Personal information
- Date of birth: 2 November 1986 (age 38)
- Place of birth: Mestre, Italy
- Height: 1.78 m (5 ft 10 in)
- Position(s): Left-back

Team information
- Current team: Mqabba
- Number: 21

Youth career
- 0000–2004: Venezia

Senior career*
- Years: Team / Apps / (Gls)
- 2004–2005: Belluno / 18 / (0)
- 2005–2006: Trento / 24 / (0)
- 2006–2009: Südtirol / 86 / (0)
- 2009–2011: Bassano Virtus / 44 / (0)
- 2012: Montichiari
- 2012–2013: St. Georgen / 26 / (2)
- 2013: Mezzocorona / 15 / (0)
- 2013–2014: Calcio Marano / 11 / (0)
- 2015–2016: Trento
- 2016–2017: Mestre / 19 / (0)
- 2017–2018: Mosta / 25 / (0)
- 2018–2019: Gzira United / 11 / (0)
- 2019–2020: Tarxien Rainbows / 21 / (2)
- 2021: Gudja United / 5 / (0)
- 2021–: Mqabba / 19 / (0)

International career
- 2006: Italy U20 C / 3 / (0)

= Thomas Veronese =

Italian footballer

Thomas Veronese (born 2 November 1986) is an Italian professional footballer playing for Mqabba in the Maltese BOV Challenge League.

==Club career==
Veronese played youth football with Venezia F.C.
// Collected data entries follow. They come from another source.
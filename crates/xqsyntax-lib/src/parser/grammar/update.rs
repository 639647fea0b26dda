//! XQuery Update Facility expressions.

use crate::parser::Parser;
use crate::parser::cst::SyntaxKind::{self, *};

impl Parser<'_> {
    fn at_node_keyword(&mut self, n: usize) -> bool {
        self.nth_at_keyword(n, "node") || self.nth_at_keyword(n, "nodes")
    }

    /// `ExprSingle` wrapped in `kind`.
    fn parse_wrapped_expr_single(&mut self, kind: SyntaxKind) {
        let m = self.start();
        self.expect_expr_single();
        m.complete(self, kind);
    }

    /// `"insert" ("node" | "nodes") SourceExpr InsertExprTargetChoice TargetExpr`
    pub(super) fn parse_insert_expr(&mut self) -> bool {
        if !(self.at_keyword("insert") && self.at_node_keyword(1)) {
            return false;
        }
        let m = self.start();
        self.bump_keyword();
        self.bump_keyword();
        self.parse_wrapped_expr_single(SourceExpr);

        if self.eat_keyword("as") {
            if self.at_any_keyword(&["first", "last"]) {
                self.bump_keyword();
            } else {
                self.error_expected("`first` or `last`");
            }
            self.expect_keyword("into");
        } else if self.at_any_keyword(&["into", "after", "before"]) {
            self.bump_keyword();
        } else {
            self.error_expected("`into`, `after` or `before`");
        }

        self.parse_wrapped_expr_single(TargetExpr);
        m.complete(self, InsertExpr);
        true
    }

    /// `"delete" ("node" | "nodes") TargetExpr`
    pub(super) fn parse_delete_expr(&mut self) -> bool {
        if !(self.at_keyword("delete") && self.at_node_keyword(1)) {
            return false;
        }
        let m = self.start();
        self.bump_keyword();
        self.bump_keyword();
        self.parse_wrapped_expr_single(TargetExpr);
        m.complete(self, DeleteExpr);
        true
    }

    /// `"replace" ("value" "of")? "node" TargetExpr "with" ExprSingle`
    pub(super) fn parse_replace_expr(&mut self) -> bool {
        if !self.at_keyword("replace") {
            return false;
        }
        let value_of = self.nth_at_keyword(1, "value") && self.nth_at_keyword(2, "of");
        if !(value_of || self.nth_at_keyword(1, "node")) {
            return false;
        }
        let m = self.start();
        self.bump_keyword();
        if value_of {
            self.bump_keyword();
            self.bump_keyword();
        }
        self.expect_keyword("node");
        self.parse_wrapped_expr_single(TargetExpr);
        self.expect_keyword("with");
        self.expect_expr_single();
        m.complete(self, ReplaceExpr);
        true
    }

    /// `"rename" "node" TargetExpr "as" NewNameExpr`
    pub(super) fn parse_rename_expr(&mut self) -> bool {
        if !(self.at_keyword("rename") && self.nth_at_keyword(1, "node")) {
            return false;
        }
        let m = self.start();
        self.bump_keyword();
        self.bump_keyword();
        self.parse_wrapped_expr_single(TargetExpr);
        self.expect_keyword("as");
        self.parse_wrapped_expr_single(NewNameExpr);
        m.complete(self, RenameExpr);
        true
    }

    /// `"copy" "$" VarName ":=" ExprSingle ("," ...)* "modify" ExprSingle "return" ExprSingle`
    pub(super) fn parse_transform_expr(&mut self) -> bool {
        if !(self.at_keyword("copy") && self.nth(1) == VariableIndicator) {
            return false;
        }
        let m = self.start();
        self.bump_keyword();
        loop {
            let b = self.start();
            self.expect_var_binding();
            self.expect(Assign, "`:=`");
            self.expect_expr_single();
            b.complete(self, CopyBinding);
            if !self.eat(Comma) {
                break;
            }
        }
        self.expect_keyword("modify");
        self.expect_expr_single();
        self.expect_keyword("return");
        self.expect_expr_single();
        m.complete(self, TransformExpr);
        true
    }
}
He joined St. Georgen in 2012. In 2013 he signed for A.C. Mezzocorona.

It has been reported that Veronese once moved without advising his previous club, with the A.C. Trento S.C.S.D. management learning about his departure from his new club's website, A.C. Mestre. Mestre is Veronese's hometown team.

Thomas Veronese joined Mosta in 2017. Veronese was an important player for Mosta throughout season 2017–18. He showed excellent displays and was already targeted by clubs such as Gzira United F.C. half-way through the season in January 2018. He was eventually signed by Gzira United F.C. in their bid to bolster their defence prior to Europa League commitments.

Veronese debuted for Gzira in the UEFA Europa League against Andorran UE Sant Julià.

==International career==
Veronese has appeared for the Italy U20 C.